**Your task:** From the first line of the data below, repeat each line exactly until you reach the line with "medication was taken"; include that line too.

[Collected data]
--

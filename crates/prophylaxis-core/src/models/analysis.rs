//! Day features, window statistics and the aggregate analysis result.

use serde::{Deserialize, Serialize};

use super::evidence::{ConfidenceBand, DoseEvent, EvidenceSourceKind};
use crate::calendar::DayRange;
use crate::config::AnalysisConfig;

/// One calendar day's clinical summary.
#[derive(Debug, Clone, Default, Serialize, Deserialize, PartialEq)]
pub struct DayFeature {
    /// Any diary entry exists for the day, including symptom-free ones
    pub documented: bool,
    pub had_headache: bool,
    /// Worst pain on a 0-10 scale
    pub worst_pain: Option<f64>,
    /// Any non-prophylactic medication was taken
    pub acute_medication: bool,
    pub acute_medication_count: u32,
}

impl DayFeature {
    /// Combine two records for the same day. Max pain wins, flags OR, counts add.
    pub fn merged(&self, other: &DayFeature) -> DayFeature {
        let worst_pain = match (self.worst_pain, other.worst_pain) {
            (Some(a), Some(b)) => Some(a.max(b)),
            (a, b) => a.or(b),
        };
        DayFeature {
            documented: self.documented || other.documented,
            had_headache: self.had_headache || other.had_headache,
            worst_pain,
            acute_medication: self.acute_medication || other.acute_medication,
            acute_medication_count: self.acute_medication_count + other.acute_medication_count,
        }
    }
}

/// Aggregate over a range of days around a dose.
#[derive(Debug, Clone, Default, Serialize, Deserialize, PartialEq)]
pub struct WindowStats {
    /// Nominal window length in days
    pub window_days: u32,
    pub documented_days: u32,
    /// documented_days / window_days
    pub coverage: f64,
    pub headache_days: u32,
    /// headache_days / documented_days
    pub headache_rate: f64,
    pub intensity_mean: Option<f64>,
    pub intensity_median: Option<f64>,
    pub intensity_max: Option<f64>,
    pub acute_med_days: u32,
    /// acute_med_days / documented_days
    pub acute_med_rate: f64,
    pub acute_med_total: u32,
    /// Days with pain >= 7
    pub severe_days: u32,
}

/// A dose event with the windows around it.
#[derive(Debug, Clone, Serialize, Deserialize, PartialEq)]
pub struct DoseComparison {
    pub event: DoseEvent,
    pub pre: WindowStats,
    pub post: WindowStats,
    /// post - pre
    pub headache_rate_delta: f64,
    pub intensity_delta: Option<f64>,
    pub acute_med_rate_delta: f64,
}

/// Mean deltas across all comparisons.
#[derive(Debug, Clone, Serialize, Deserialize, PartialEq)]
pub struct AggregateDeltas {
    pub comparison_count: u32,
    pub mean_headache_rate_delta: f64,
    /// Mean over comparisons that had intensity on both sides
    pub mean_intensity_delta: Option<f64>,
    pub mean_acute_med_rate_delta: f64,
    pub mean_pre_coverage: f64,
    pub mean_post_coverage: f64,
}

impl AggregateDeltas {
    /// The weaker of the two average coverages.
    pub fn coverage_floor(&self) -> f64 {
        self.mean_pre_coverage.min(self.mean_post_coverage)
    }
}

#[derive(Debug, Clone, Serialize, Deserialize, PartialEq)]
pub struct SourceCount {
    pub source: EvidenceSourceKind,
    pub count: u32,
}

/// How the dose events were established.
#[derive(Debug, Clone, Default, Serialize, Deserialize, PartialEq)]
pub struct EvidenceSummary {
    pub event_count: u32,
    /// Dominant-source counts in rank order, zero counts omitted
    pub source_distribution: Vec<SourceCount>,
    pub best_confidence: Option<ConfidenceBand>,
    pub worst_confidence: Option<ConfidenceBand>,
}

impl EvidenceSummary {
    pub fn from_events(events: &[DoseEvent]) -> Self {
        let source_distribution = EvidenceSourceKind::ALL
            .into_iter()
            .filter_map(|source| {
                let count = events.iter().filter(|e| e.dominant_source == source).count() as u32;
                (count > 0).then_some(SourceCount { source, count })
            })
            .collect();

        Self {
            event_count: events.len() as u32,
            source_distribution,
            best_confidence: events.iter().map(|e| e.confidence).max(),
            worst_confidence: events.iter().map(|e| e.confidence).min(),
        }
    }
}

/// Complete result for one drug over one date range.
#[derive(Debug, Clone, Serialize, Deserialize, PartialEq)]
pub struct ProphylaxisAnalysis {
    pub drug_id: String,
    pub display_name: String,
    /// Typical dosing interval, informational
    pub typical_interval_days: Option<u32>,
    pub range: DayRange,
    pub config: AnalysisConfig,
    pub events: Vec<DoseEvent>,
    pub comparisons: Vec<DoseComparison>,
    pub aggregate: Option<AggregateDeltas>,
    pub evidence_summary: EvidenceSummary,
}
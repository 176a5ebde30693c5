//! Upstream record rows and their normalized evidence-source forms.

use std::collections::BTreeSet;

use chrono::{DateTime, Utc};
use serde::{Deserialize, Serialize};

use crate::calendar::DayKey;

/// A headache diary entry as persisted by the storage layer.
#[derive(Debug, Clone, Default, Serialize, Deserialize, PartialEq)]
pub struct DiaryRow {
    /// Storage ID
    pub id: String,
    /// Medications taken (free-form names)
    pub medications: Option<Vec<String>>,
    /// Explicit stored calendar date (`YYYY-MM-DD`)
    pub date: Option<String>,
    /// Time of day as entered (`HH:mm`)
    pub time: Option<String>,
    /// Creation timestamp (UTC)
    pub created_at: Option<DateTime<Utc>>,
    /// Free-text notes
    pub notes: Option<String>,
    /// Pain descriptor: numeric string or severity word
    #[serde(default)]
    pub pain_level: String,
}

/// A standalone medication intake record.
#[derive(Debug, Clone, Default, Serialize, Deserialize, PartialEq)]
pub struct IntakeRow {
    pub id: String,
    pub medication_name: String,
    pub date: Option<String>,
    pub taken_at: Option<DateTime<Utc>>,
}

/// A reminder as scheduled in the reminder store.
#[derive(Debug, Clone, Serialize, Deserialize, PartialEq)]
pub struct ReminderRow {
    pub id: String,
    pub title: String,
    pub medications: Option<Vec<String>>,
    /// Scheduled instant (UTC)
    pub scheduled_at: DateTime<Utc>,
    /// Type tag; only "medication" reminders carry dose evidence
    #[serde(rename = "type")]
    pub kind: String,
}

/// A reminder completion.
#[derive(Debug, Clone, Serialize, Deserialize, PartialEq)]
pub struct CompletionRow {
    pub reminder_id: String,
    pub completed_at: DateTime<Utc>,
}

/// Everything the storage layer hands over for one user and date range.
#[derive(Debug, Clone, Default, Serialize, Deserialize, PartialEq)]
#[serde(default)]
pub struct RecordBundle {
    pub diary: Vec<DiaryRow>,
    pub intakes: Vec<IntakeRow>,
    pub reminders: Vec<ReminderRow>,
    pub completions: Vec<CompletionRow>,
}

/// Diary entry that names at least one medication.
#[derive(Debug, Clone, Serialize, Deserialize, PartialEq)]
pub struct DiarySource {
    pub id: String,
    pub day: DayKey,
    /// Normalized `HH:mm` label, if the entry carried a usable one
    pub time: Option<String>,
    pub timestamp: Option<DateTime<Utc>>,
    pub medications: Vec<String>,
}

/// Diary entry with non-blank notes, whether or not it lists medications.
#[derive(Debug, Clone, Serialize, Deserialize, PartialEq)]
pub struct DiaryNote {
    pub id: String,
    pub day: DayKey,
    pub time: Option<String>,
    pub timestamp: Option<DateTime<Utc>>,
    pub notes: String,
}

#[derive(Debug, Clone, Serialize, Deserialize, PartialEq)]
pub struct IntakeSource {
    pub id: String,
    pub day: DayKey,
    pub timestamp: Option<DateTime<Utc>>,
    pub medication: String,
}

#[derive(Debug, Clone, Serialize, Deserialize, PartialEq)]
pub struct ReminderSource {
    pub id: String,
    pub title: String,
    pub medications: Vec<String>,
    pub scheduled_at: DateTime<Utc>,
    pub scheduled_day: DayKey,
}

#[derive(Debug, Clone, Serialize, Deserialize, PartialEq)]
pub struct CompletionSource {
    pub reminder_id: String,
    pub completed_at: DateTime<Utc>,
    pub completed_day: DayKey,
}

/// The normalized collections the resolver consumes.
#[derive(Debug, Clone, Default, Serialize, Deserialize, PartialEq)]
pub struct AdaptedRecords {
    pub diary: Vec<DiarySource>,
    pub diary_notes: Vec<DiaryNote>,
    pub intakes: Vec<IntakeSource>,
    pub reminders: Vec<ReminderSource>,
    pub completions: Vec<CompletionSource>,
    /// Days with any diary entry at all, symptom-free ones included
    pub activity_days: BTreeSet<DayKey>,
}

--

**Response to the task:**
filename crates/prophylaxis-core/src/models/analysis.rs
//! Day features, window statistics and the aggregate analysis result.

use serde::{Deserialize, Serialize};

use super::evidence::{ConfidenceBand, DoseEvent, EvidenceSourceKind};
use crate::calendar::DayRange;
use crate::config::AnalysisConfig;

/// One calendar day's clinical summary.
#[derive(Debug, Clone, Default, Serialize, Deserialize, PartialEq)]
pub struct DayFeature {
    /// Any diary entry exists for the day, including symptom-free ones
    pub documented: bool,
    pub had_headache: bool,
    /// Worst pain on a 0-10 scale
    pub worst_pain: Option<f64>,
    /// Any non-prophylactic medication was taken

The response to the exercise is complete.